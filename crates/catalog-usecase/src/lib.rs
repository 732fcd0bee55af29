//! # Catalog Use Case Layer
//!
//! Application-specific business rules.
//! This layer orchestrates the flow of data between callers and whichever
//! repository adapter was wired in.

pub use catalog_domain;

pub mod product_catalog;

pub use product_catalog::ProductCatalog;
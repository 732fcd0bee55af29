//! Storage Adapters - Repository implementations
//!
//! These implement the repository trait from catalog-domain.

pub mod in_memory;
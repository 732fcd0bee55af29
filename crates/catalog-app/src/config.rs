//! Configuration for the scripted demo run

use std::path::Path;

use catalog_adapter::DuplicatePolicy;
use catalog_domain::{Product, ProductId};
use serde::{Deserialize, Serialize};

/// Demo configuration (`--config <file>`)
///
/// Every field falls back to the stock run: Laptop and Smartphone are
/// added, product 1 is fetched, then removed.
#[derive(Debug, Clone, PartialEq, Eq, Serialize, Deserialize)]
#[serde(rename_all = "camelCase", default)]
pub struct DemoConfig {
    /// Products added in order before the first listing
    pub products: Vec<Product>,

    /// Product fetched by id after the first listing
    pub fetch_id: ProductId,

    /// Product removed before the second listing
    pub remove_id: ProductId,

    /// Reject products whose id is already stored
    pub unique_ids: bool,
}

impl Default for DemoConfig {
    fn default() -> Self {
        Self {
            products: vec![Product::new(1, "Laptop"), Product::new(2, "Smartphone")],
            fetch_id: ProductId::new(1),
            remove_id: ProductId::new(1),
            unique_ids: false,
        }
    }
}

impl DemoConfig {
    /// Load configuration from a file. `.yaml`/`.yml` are read as YAML,
    /// anything else as JSON.
    pub fn from_file(path: &Path) -> crate::Result<Self> {
        let content = std::fs::read_to_string(path)?;
        let is_yaml = path
            .extension()
            .and_then(|ext| ext.to_str())
            .is_some_and(|ext| ext.eq_ignore_ascii_case("yaml") || ext.eq_ignore_ascii_case("yml"));

        let config = if is_yaml {
            serde_yaml::from_str(&content)?
        } else {
            serde_json::from_str(&content)?
        };
        Ok(config)
    }

    /// Builder: set whether duplicate product ids are rejected
    pub fn with_unique_ids(mut self, unique_ids: bool) -> Self {
        self.unique_ids = unique_ids;
        self
    }

    pub fn duplicate_policy(&self) -> DuplicatePolicy {
        if self.unique_ids {
            DuplicatePolicy::Reject
        } else {
            DuplicatePolicy::Allow
        }
    }
}

#[cfg(test)]
mod tests {
    use super::*;
    use crate::AppError;
    use std::io::Write;

    fn write_config(suffix: &str, content: &str) -> tempfile::NamedTempFile {
        let mut file = tempfile::Builder::new().suffix(suffix).tempfile().unwrap();
        file.write_all(content.as_bytes()).unwrap();
        file
    }

    #[test]
    fn test_default_matches_stock_run() {
        let config = DemoConfig::default();

        assert_eq!(config.products.len(), 2);
        assert_eq!(config.products[0], Product::new(1, "Laptop"));
        assert_eq!(config.fetch_id, ProductId::new(1));
        assert_eq!(config.remove_id, ProductId::new(1));
        assert_eq!(config.duplicate_policy(), DuplicatePolicy::Allow);
    }

    #[test]
    fn test_config_parse_json() {
        let file = write_config(
            ".json",
            r#"{
                "products": [
                    { "id": 10, "name": "Keyboard" },
                    { "id": 11 }
                ],
                "fetchId": 11,
                "uniqueIds": true
            }"#,
        );

        let config = DemoConfig::from_file(file.path()).unwrap();
        assert_eq!(
            config.products,
            vec![Product::new(10, "Keyboard"), Product::unnamed(11)]
        );
        assert_eq!(config.fetch_id, ProductId::new(11));
        // Missing keys fall back to defaults
        assert_eq!(config.remove_id, ProductId::new(1));
        assert_eq!(config.duplicate_policy(), DuplicatePolicy::Reject);
    }

    #[test]
    fn test_with_unique_ids() {
        let config = DemoConfig::default().with_unique_ids(true);
        assert_eq!(config.duplicate_policy(), DuplicatePolicy::Reject);

        let config = config.with_unique_ids(false);
        assert_eq!(config.duplicate_policy(), DuplicatePolicy::Allow);
    }

    #[test]
    fn test_config_parse_yaml() {
        let file = write_config(
            ".yml",
            "products:\n  - id: 3\n    name: Tablet\nremoveId: 3\n",
        );

        let config = DemoConfig::from_file(file.path()).unwrap();
        assert_eq!(config.products, vec![Product::new(3, "Tablet")]);
        assert_eq!(config.remove_id, ProductId::new(3));
        assert_eq!(config.fetch_id, ProductId::new(1));
    }

    #[test]
    fn test_malformed_config() {
        let file = write_config(".json", "{ \"products\": 5 }");

        let err = DemoConfig::from_file(file.path()).unwrap_err();
        assert!(matches!(err, AppError::Json(_)));
    }

    #[test]
    fn test_missing_file() {
        let dir = tempfile::tempdir().unwrap();

        let err = DemoConfig::from_file(&dir.path().join("absent.json")).unwrap_err();
        assert!(matches!(err, AppError::Io(_)));
    }
}
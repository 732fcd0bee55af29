//! # catalog - Repository pattern demo
//!
//! This is the main entry point that wires everything together.
//!
//! ## Architecture
//!
//! ```text
//! ┌─────────────────────────────────────────────────────────────────┐
//! │  main.rs (this file) - Dependency Injection & Wiring            │
//! │    │                                                            │
//! │    ├── Loads: DemoConfig (defaults or --config file)            │
//! │    ├── Creates: InMemoryRepository<Product> (adapter)           │
//! │    ├── Creates: ProductCatalog (use case)                       │
//! │    └── Runs: add, list, get, remove, list                       │
//! └─────────────────────────────────────────────────────────────────┘
//! ```
//!
//! Usage:
//!   catalog                        - Stock run (Laptop, Smartphone)
//!   catalog --config demo.yaml     - Run with custom products and ids
//!   catalog --json                 - Print the run as JSON
//!   catalog --unique-ids           - Reject duplicate product ids

use anyhow::Context;
use catalog_app::{demo, Cli};
use clap::Parser;
use tracing_subscriber::EnvFilter;

fn main() -> anyhow::Result<()> {
    // Initialize logging (stderr, so stdout only carries the demo output)
    tracing_subscriber::fmt()
        .with_env_filter(
            EnvFilter::try_from_default_env().unwrap_or_else(|_| EnvFilter::new("warn")),
        )
        .with_writer(std::io::stderr)
        .init();

    let cli = Cli::parse();

    let config = cli.load_config().with_context(|| match &cli.config {
        Some(path) => format!("failed to load config from {}", path.display()),
        None => "failed to build default config".to_string(),
    })?;

    let mut catalog = demo::build_catalog(&config);
    let report = demo::run(&mut catalog, &config)?;

    println!("{}", cli.render(&report)?);

    Ok(())
}
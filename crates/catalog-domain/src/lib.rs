//! # Catalog Domain Layer
//!
//! Entities and the repository port, free of storage concerns.
//!
//! ## Architecture
//!
//! ```text
//! ┌────────────────────────────────────────────────────────────┐
//! │                 Domain Layer (This Crate)                  │
//! │  ┌────────────────────────────────────────────────────────┐│
//! │  │  model/     - Entity trait & Product                   ││
//! │  │  repository/- Trait definitions (not implementations)  ││
//! │  └────────────────────────────────────────────────────────┘│
//! └────────────────────────────────────────────────────────────┘
//! ```
//!
//! If we switch from an in-memory list to a database, this crate doesn't change.

pub mod model;
pub mod repository;

// Re-export commonly used types
pub use model::{
    entity::Entity,
    product::{Product, ProductId},
};

pub use repository::entity_repository::{Entities, Repository, RepositoryError};
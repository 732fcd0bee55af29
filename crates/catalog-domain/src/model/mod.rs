//! Domain Models - The vocabulary of the catalog
//!
//! Every name here should match how we talk about the system.

pub mod entity;
pub mod product;
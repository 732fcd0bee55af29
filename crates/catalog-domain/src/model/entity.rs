//! Entity - Anything with a stable identity
//!
//! Repositories are generic over this trait. The identifier is exposed
//! through a trait bound instead of being looked up at runtime.

use core::fmt::{Debug, Display};

/// A record with an identifier that a repository can key on.
pub trait Entity {
    /// Identifier type (cheap to copy, comparable, printable in errors)
    type Id: Copy + Eq + Debug + Display;

    /// The identifier of this entity
    fn id(&self) -> Self::Id;
}
//! Repository Traits - The "Ports" of Hexagonal Architecture
//!
//! These traits define HOW the domain wants to store entities,
//! but NOT how it's actually done. That's the adapter's job.
//!
//! ```text
//! Domain Layer          │  Adapter Layer
//! ──────────────────────┼────────────────────────
//! trait Repository<T>   │  InMemoryRepository<T>
//!   fn add()            │
//!   fn get_by_id()      │
//! ```

pub mod entity_repository;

———

◆ **Your task**:
Look through the entries above, find each line containing "suffix", and copy it.

◆ **Response**:
    fn write_config(suffix: &str, content: &str) -> tempfile::NamedTempFile {
        let mut file = tempfile::Builder::new().suffix(suffix).tempfile().unwrap();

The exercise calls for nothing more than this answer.